Neben der Mühle und dem Hause, wo die Müllersleute wohnten, breitete der Talgrund sich ein wenig aus. Da hatte sich eine kleine Wirtschaft angesiedelt, die für die Kurgäste und die Bewohner des Städtchens ein beliebtes Ziel ihrer sonntäglichen Spaziergänge war. Es wurden aber nur Kaffee und Bier gereicht und allerlei unschuldiges mussierendes Getränk.
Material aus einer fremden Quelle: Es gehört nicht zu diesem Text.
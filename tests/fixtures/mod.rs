//! Test fixtures and instrumented store implementations for integration testing
#![allow(dead_code)]

use async_trait::async_trait;
use chrono::{DateTime, Utc};
use std::collections::{BTreeSet, HashMap, HashSet};
use std::sync::atomic::{AtomicUsize, Ordering};
use std::sync::{Arc, Mutex};
use tandem_match::error::{MatchmakingError, Result};
use tandem_match::matching::{MatchEngine, MatchingConfig, UniformSelector};
use tandem_match::store::{
    ClaimOutcome, EnqueueOutcome, InMemoryQueueStore, InMemoryRoomRegistry, QueueStore,
    RemoveOutcome,
};
use tandem_match::types::{
    ClaimToken, MatchAttributes, MatchRequest, Participant, ParticipantId, QueueEntry,
};
use tokio::sync::Barrier;

/// Queue store wrapper that records calls and can inject interleavings
#[derive(Default)]
pub struct InstrumentedQueue {
    inner: InMemoryQueueStore,
    removed: Mutex<HashMap<ParticipantId, usize>>,
    claim_calls: AtomicUsize,
    query_calls: AtomicUsize,
    query_barrier: Mutex<Option<(Arc<Barrier>, usize)>>,
    vanish_on_claim: Mutex<HashSet<ParticipantId>>,
    always_held: Mutex<HashSet<ParticipantId>>,
    fail_next_remove: Mutex<HashSet<ParticipantId>>,
    echo_requester: Mutex<bool>,
}

impl InstrumentedQueue {
    pub fn new() -> Self {
        Self::default()
    }

    /// Hold the first `parties` candidate queries until all of them have run
    pub fn with_query_barrier(self, parties: usize) -> Self {
        *self.query_barrier.lock().unwrap() = Some((Arc::new(Barrier::new(parties)), parties));
        self
    }

    /// Remove `id` from the queue right before its first claim
    pub fn vanish_on_claim(&self, id: &str) {
        self.vanish_on_claim.lock().unwrap().insert(id.to_string());
    }

    /// Report every claim on `id` as held by another attempt
    pub fn always_held(&self, id: &str) {
        self.always_held.lock().unwrap().insert(id.to_string());
    }

    /// Fail the next `remove` of `id` with a store outage
    pub fn fail_next_remove(&self, id: &str) {
        self.fail_next_remove.lock().unwrap().insert(id.to_string());
    }

    /// Return the requester among its own candidates
    pub fn echo_requester(&self) {
        *self.echo_requester.lock().unwrap() = true;
    }

    /// Times a `remove` actually deleted the entry for `id`
    pub fn removed_count(&self, id: &str) -> usize {
        self.removed.lock().unwrap().get(id).copied().unwrap_or(0)
    }

    pub fn claim_calls(&self) -> usize {
        self.claim_calls.load(Ordering::SeqCst)
    }

    pub fn inner(&self) -> &InMemoryQueueStore {
        &self.inner
    }
}

#[async_trait]
impl QueueStore for InstrumentedQueue {
    async fn enqueue(&self, participant: &Participant) -> Result<EnqueueOutcome> {
        self.inner.enqueue(participant).await
    }

    async fn get(&self, participant_id: &ParticipantId) -> Result<Option<QueueEntry>> {
        self.inner.get(participant_id).await
    }

    async fn query_candidates(
        &self,
        participant_id: &ParticipantId,
        attributes: &MatchAttributes,
        exclude: &BTreeSet<ParticipantId>,
    ) -> Result<Vec<QueueEntry>> {
        let call = self.query_calls.fetch_add(1, Ordering::SeqCst);
        let mut candidates = self
            .inner
            .query_candidates(participant_id, attributes, exclude)
            .await?;

        // Both sides leave with a snapshot taken before either claimed
        let barrier = self
            .query_barrier
            .lock()
            .unwrap()
            .as_ref()
            .filter(|(_, parties)| call < *parties)
            .map(|(barrier, _)| barrier.clone());
        if let Some(barrier) = barrier {
            barrier.wait().await;
        }

        let echo = *self.echo_requester.lock().unwrap();
        if echo {
            if let Some(entry) = self.inner.get(participant_id).await? {
                candidates.push(entry);
            }
        }

        Ok(candidates)
    }

    async fn claim(
        &self,
        participant_id: &ParticipantId,
        token: ClaimToken,
        expires_at: DateTime<Utc>,
    ) -> Result<ClaimOutcome> {
        self.claim_calls.fetch_add(1, Ordering::SeqCst);

        if self.always_held.lock().unwrap().contains(participant_id) {
            return Ok(ClaimOutcome::HeldByOther);
        }

        let vanish = self.vanish_on_claim.lock().unwrap().remove(participant_id);
        if vanish {
            self.inner.remove(participant_id).await?;
        }

        self.inner.claim(participant_id, token, expires_at).await
    }

    async fn release(&self, participant_id: &ParticipantId, token: ClaimToken) -> Result<bool> {
        self.inner.release(participant_id, token).await
    }

    async fn remove(&self, participant_id: &ParticipantId) -> Result<RemoveOutcome> {
        let fail = self.fail_next_remove.lock().unwrap().remove(participant_id);
        if fail {
            return Err(MatchmakingError::queue_unavailable("injected remove failure").into());
        }

        let outcome = self.inner.remove(participant_id).await?;
        if outcome == RemoveOutcome::Removed {
            *self
                .removed
                .lock()
                .unwrap()
                .entry(participant_id.clone())
                .or_insert(0) += 1;
        }
        Ok(outcome)
    }

    async fn remove_unclaimed(&self, participant_id: &ParticipantId) -> Result<RemoveOutcome> {
        self.inner.remove_unclaimed(participant_id).await
    }

    async fn remove_expired(&self, cutoff: DateTime<Utc>) -> Result<Vec<ParticipantId>> {
        self.inner.remove_expired(cutoff).await
    }

    async fn len(&self) -> Result<usize> {
        self.inner.len().await
    }
}

/// Engine over the given queue and a fresh room registry
pub fn create_engine(queue: Arc<dyn QueueStore>) -> (MatchEngine, Arc<InMemoryRoomRegistry>) {
    let rooms = Arc::new(InMemoryRoomRegistry::new());
    let engine = MatchEngine::new(queue, rooms.clone());
    (engine, rooms)
}

/// Engine with a seeded selector and a custom attempt limit
pub fn create_engine_with(
    queue: Arc<dyn QueueStore>,
    max_attempts: u32,
    seed: u64,
) -> (MatchEngine, Arc<InMemoryRoomRegistry>) {
    let rooms = Arc::new(InMemoryRoomRegistry::new());
    let engine = MatchEngine::new(queue, rooms.clone())
        .with_selector(Arc::new(UniformSelector::seeded(seed)))
        .with_config(MatchingConfig {
            max_attempts,
            ..MatchingConfig::default()
        });
    (engine, rooms)
}

/// Match request for an English speaker
pub fn en(id: &str) -> MatchRequest {
    MatchRequest::new(id, MatchAttributes::for_language("en"))
}

pub fn id(s: &str) -> ParticipantId {
    s.to_string()
}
Vor der Schenke waren Tische aufgeschlagen, an hohen Feiertagen kam wohl auch eine Musikbande hier heraus. und das junge Volk machte dann ein Tänzchen.
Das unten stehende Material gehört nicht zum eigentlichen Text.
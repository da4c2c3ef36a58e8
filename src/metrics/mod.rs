//! Metrics and monitoring for the tandem-match service
//!
//! This module provides Prometheus metrics collection and the HTTP server
//! exposing health, metrics and match API endpoints.

pub mod collector;
pub mod health;

pub use collector::{
    MatchMetrics, MetricsCollector, MetricsTimer, PerformanceMetrics, QueueMetrics,
    ServiceMetrics,
};
pub use health::{encode_metrics, HealthServer, HealthServerConfig};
Auch heute waren sämtliche Stühle und Bänke besetzt, und der Wirt mit Frau und Tochter hatte alle Hände und Füße voll zu tun, die vielen Durstigen zu bedienen.

Wie wär's, Crönchen, sagte Helmbrecht, wenn wir hinuntergingen und eine Viertelstunde rasteten? Sie waren früher eine Freundin von Limonade gazeuse, die Knaben bekämen vielleicht ein Glas Milch, und ich rauchte zu dem dünnen Bier eine Zigarre?

Sie schüttelte nachdenklich den Kopf. Es geht nicht, sagte sie, so gern ich's den Kindern gönnte, und auch ich bin durstig. Aber – sie machte eine Gebärde nach Theodor hin, der mit seinen weitgeöffneten Augen hinunterstarrte. Dann, seinen Arm freigebend und sich Helmbrecht nähernd: Es schneidet mir immer ins Herz, wenn die Leute den armen Jungen beschauen wie ein seltsames Tier und sich mit den Ellbogen anstoßen und in die Ohren wispern. Gehn Sie selbst mit Hänsel hinunter. Wir drei kehren zu seiner Mutter zurück, die schon ungeduldig auf seine Rückkehr warten wird.

Sie haben recht, erwiderte er. Sie sind feinfühliger als ich. Kommen Sie! Wir gehn mit Ihnen, wenigstens bis an den Seehof. Nun aber lassen Sie mich Theodor führen. Er hat sich so schwer an Sie eingehängt, daß Ihnen der Arm wehtun muß.